WHAT IS REQUIRED:
In the entries below, how many lines hold the string "fails"? Give only the number.

MATERIAL FOR THIS TASK:
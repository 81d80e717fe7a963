//! Remote access channel: copies files to the instance and runs commands
//! on it over the system `scp` and `ssh` clients.

use std::ffi::OsString;

use camino::Utf8Path;

mod config;
mod types;
mod util;

pub use config::{
    ChannelConfig, ChannelConfigLoadError, ChannelError, DEFAULT_SSH_PORT, DEFAULT_SSH_USER,
};
pub use types::{CommandOutput, CommandRunner, ProcessCommandRunner, RemoteHost, RemoteOutput};
pub use util::expand_tilde;

/// Exit status reported by `ssh` itself when the connection fails.
const SSH_CONNECTION_FAILURE: i32 = 255;

/// Transfers files to an instance and executes commands on it.
pub trait RemoteChannel {
    /// Copies `local_path` to `remote_path` on `host`.
    ///
    /// # Errors
    ///
    /// Returns [`ChannelError::Transfer`] when the file cannot be copied, for
    /// example because the instance is unreachable.
    fn send_file(
        &self,
        host: &RemoteHost,
        local_path: &Utf8Path,
        remote_path: &str,
    ) -> Result<(), ChannelError>;

    /// Executes `command` on `host` and returns its captured output.
    ///
    /// A non-zero remote exit status is not an error; callers inspect
    /// [`RemoteOutput::exit_code`].
    ///
    /// # Errors
    ///
    /// Returns [`ChannelError::Execution`] when the command cannot be run at
    /// all.
    fn run_command(&self, host: &RemoteHost, command: &str) -> Result<RemoteOutput, ChannelError>;

    /// Builds the [`RemoteHost`] used to reach `address`.
    fn host_for(&self, address: &str) -> RemoteHost {
        RemoteHost {
            address: address.to_owned(),
            port: DEFAULT_SSH_PORT,
        }
    }
}

/// [`RemoteChannel`] backed by the OpenSSH client tools.
#[derive(Clone, Debug)]
pub struct SshChannel<R: CommandRunner> {
    config: ChannelConfig,
    identity_file: String,
    runner: R,
}

impl SshChannel<ProcessCommandRunner> {
    /// Convenience constructor that wires the real process runner.
    ///
    /// # Errors
    ///
    /// Returns [`ChannelError::InvalidConfig`] when validation fails.
    pub fn with_process_runner(config: ChannelConfig, keypair: &str) -> Result<Self, ChannelError> {
        Self::new(config, keypair, ProcessCommandRunner)
    }
}

impl<R: CommandRunner> SshChannel<R> {
    /// Creates a channel authenticating with the configured identity file,
    /// or `~/.ssh/<keypair>.pem` when none is configured.
    ///
    /// # Errors
    ///
    /// Returns [`ChannelError::InvalidConfig`] when configuration validation
    /// fails or no identity can be derived.
    pub fn new(config: ChannelConfig, keypair: &str, runner: R) -> Result<Self, ChannelError> {
        config.validate()?;
        let identity = match config.ssh_identity_file.as_deref() {
            Some(path) => path.trim().to_owned(),
            None if !keypair.trim().is_empty() => format!("~/.ssh/{}.pem", keypair.trim()),
            None => {
                return Err(ChannelError::InvalidConfig {
                    field: String::from("ssh_identity_file"),
                });
            }
        };
        Ok(Self {
            identity_file: expand_tilde(&identity),
            config,
            runner,
        })
    }

    /// Returns a reference to the underlying configuration.
    #[must_use]
    pub const fn config(&self) -> &ChannelConfig {
        &self.config
    }

    /// Returns the identity file passed to `ssh` and `scp`.
    #[must_use]
    pub fn identity_file(&self) -> &str {
        &self.identity_file
    }

    fn build_scp_args(
        &self,
        host: &RemoteHost,
        local_path: &Utf8Path,
        remote_path: &str,
    ) -> Vec<OsString> {
        let mut args = vec![OsString::from("-P"), OsString::from(host.port.to_string())];
        args.extend(self.common_options());
        args.push(OsString::from(local_path.as_str()));
        args.push(OsString::from(format!(
            "{}@{}:{remote_path}",
            self.config.ssh_user,
            util::scp_host(&host.address)
        )));
        args
    }

    fn build_ssh_args(&self, host: &RemoteHost, command: &str) -> Vec<OsString> {
        let mut args = vec![OsString::from("-p"), OsString::from(host.port.to_string())];
        args.extend(self.common_options());
        args.push(OsString::from(format!(
            "{}@{}",
            self.config.ssh_user, host.address
        )));
        args.push(OsString::from(command));
        args
    }

    fn common_options(&self) -> Vec<OsString> {
        let mut args = vec![
            OsString::from("-i"),
            OsString::from(&self.identity_file),
            OsString::from("-o"),
            OsString::from(format!(
                "ConnectTimeout={}",
                self.config.connect_timeout_secs
            )),
        ];

        if self.config.ssh_batch_mode {
            args.push(OsString::from("-o"));
            args.push(OsString::from("BatchMode=yes"));
        }

        if !self.config.ssh_strict_host_key_checking {
            args.push(OsString::from("-o"));
            args.push(OsString::from("StrictHostKeyChecking=no"));
        }

        if !self.config.ssh_known_hosts_file.trim().is_empty() {
            args.push(OsString::from("-o"));
            args.push(OsString::from(format!(
                "UserKnownHostsFile={}",
                self.config.ssh_known_hosts_file
            )));
        }

        args
    }
}

impl<R: CommandRunner> RemoteChannel for SshChannel<R> {
    fn host_for(&self, address: &str) -> RemoteHost {
        RemoteHost {
            address: address.to_owned(),
            port: self.config.ssh_port,
        }
    }

    fn send_file(
        &self,
        host: &RemoteHost,
        local_path: &Utf8Path,
        remote_path: &str,
    ) -> Result<(), ChannelError> {
        let transfer_error = |message: String| ChannelError::Transfer {
            local_path: local_path.to_path_buf(),
            remote_path: remote_path.to_owned(),
            message,
        };

        let args = self.build_scp_args(host, local_path, remote_path);
        let output = self
            .runner
            .run(&self.config.scp_bin, &args)
            .map_err(|err| transfer_error(err.to_string()))?;
        if output.is_success() {
            return Ok(());
        }

        Err(transfer_error(format!(
            "{} exited with status {}: {}",
            self.config.scp_bin,
            output.status_text(),
            output.stderr.trim()
        )))
    }

    fn run_command(&self, host: &RemoteHost, command: &str) -> Result<RemoteOutput, ChannelError> {
        let args = self.build_ssh_args(host, command);
        let output = self
            .runner
            .run(&self.config.ssh_bin, &args)
            .map_err(|err| ChannelError::Execution {
                host: host.address.clone(),
                message: err.to_string(),
            })?;

        if output.code == Some(SSH_CONNECTION_FAILURE) {
            return Err(ChannelError::Execution {
                host: host.address.clone(),
                message: output.stderr.trim().to_owned(),
            });
        }

        Ok(RemoteOutput {
            exit_code: output.code,
            stdout: output.stdout,
            stderr: output.stderr,
        })
    }
}

#[cfg(test)]
mod tests;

EXERCISE ANSWER:
3